How to pass parameters to pawn constructor?

Hello, i wanted to know if there’s a way to pass other parameters to a pawn constructor besides the PCIP? I’m trying to set a vehicle’s mass in the advance vehicle template by directly assigning the mass to the vehicle movement component, but i’ve found that it only works in the constructor, so is there a way to spawn or create a pawn with different parameters?

This is not possible in 4.5 yet. However, we just implemented support for custom constructors. The functionality is already in the master branch, and it will be available in 4.6.

Jarek will have further details on this.

Oh ok, thanks. I’ve already created a workaround for my specific problem but i’m glad it’ll be supported in 4.6

Do i need to set an answer in this case?

Hi Dylan,

since 4.6 you should be able to declare and define custom constructors in UObjects. In order to do that you have to:

  1. Change GENERATED_UCLASS_BODY() macro to the new GENERATED_BODY() macro in class definition. We will be gradually fading to use new macro, but it may broke old builds, so we didn’t do that yet. This can force you to declare old PCIP constructor in class header as old macro was declaring it, while new isn’t.
  2. Declare your constructor. Note that PCIP or default constructor is still required in every UObject, cause internal systems need it to e.g. load/save to disk.
  3. Use your new constructor with simple new UYourClass(YourConstructorParamList); statement.

Let me know if you encounter trouble with that feature.

Thanks,
Jarek

Im sorry i didn’t quite understand your answer to use the new system all you need to do is change the GENERATED_UCLASS_BODY() macro to the new GENERATED_BODY()? also how do we create constructors that we can pass parameters to? do we have to include the PCIP parameter in the parameters like so:

AVehicle(const class FPostConstructInitializeProperties& PCIP, FString Path, FString Name);

also how to we pass these parameters when spawning an actor in the world?

Anyone? i still cannot work it out

Hey Kieran, Epic said passing paramters and creating custom constructors should be possible in 4.6 so i think there’s no way to do it right now, my workaround was to save the parameters as in saving the game, then spawn the actor and in the constructor of the actor load these parameters and set them to their respective variables inside the actor class so you can use them in your entire class definition, hope my solution helps but otherwise if your problem does not need inmediate solution like mine did, i would wait until the 4.6 release.

Hi Kieran,
sorry for the late response!

Basically, this feature is UObject feature, not AActor feature. Spawning is Actor-specific and we haven’t changed that.
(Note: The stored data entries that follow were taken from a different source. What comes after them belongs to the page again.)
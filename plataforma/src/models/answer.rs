use serde::{Deserialize, Serialize};

use super::SourceRef;

/// LLM output for one party/topic, with the confidence derived from
/// retrieval and generation signals (never a bare model self-report).
#[derive(Debug, Clone, Serialize, Deserialize)]
pub struct GeneratedAnswer {
    pub answer: String,
    pub confidence: f32,
    pub tokens_used: u32,
    pub model: String,
}

#[derive(Debug, Clone, Serialize, Deserialize)]
pub struct QueryResponse {
    pub answer: String,
    pub sources: Vec<SourceRef>,
    pub confidence: f32,
    pub metadata: QueryMetadata,
}

#[derive(Debug, Clone, Serialize, Deserialize)]
pub struct QueryMetadata {
    pub query_time_ms: u64,
    pub chunks_retrieved: usize,
    pub chunks_used: usize,
    pub model: String,
    pub tokens_used: u32,
}

/// Events yielded by the streaming query path. The consumer accumulates
/// `Chunk` texts; `Metadata` arrives exactly once, after the stream of
/// chunks is exhausted.
#[derive(Debug, Clone, Serialize, Deserialize)]
#[serde(tag = "type", rename_all = "snake_case")]
pub enum StreamEvent {
    Chunk { text: String },
    Metadata { metadata: QueryMetadata },
}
To use it in UObjects you just need to change the macro and declare your constructor. Then you won’t need FPostConstructInitializeProperties (or FObjectInitializer, cause we’ve renamed it) from the UObject class perspective. Note that you will still need it if your base class needs it. UObject has non-PCIP constructor, but AActor hasn’t.

This is more like low-level feature and is not possible for actors right now. Sorry for the confusion.

So i can’t spawn objects and pass parameters without creating an initialize function and calling it after? If it’s a UObject feature surely it should also work on actors because they drive from UObjects don’t they?

Yes, they do, but it doesn’t mean it should work. Especially that, spawning is a feature of AActors, not UObjects.

Right now spawning is also creating the object. This makes it imposible to use custom constructors.

If you want to do it yourself my best bet would be to delegate the actor creation part (ConstructObject call in UWorld::SpawnActor) to some custom code, but I cannot guarantee it would work.

After updating to 4.7.1 I got this error message “ObjectName is not being constructed with either NewObject”.

Yeah, sorry. We had to disable using new, as it was causing other problems. You have to use NewObject etc. function. I guess you need to initialize your object some other way.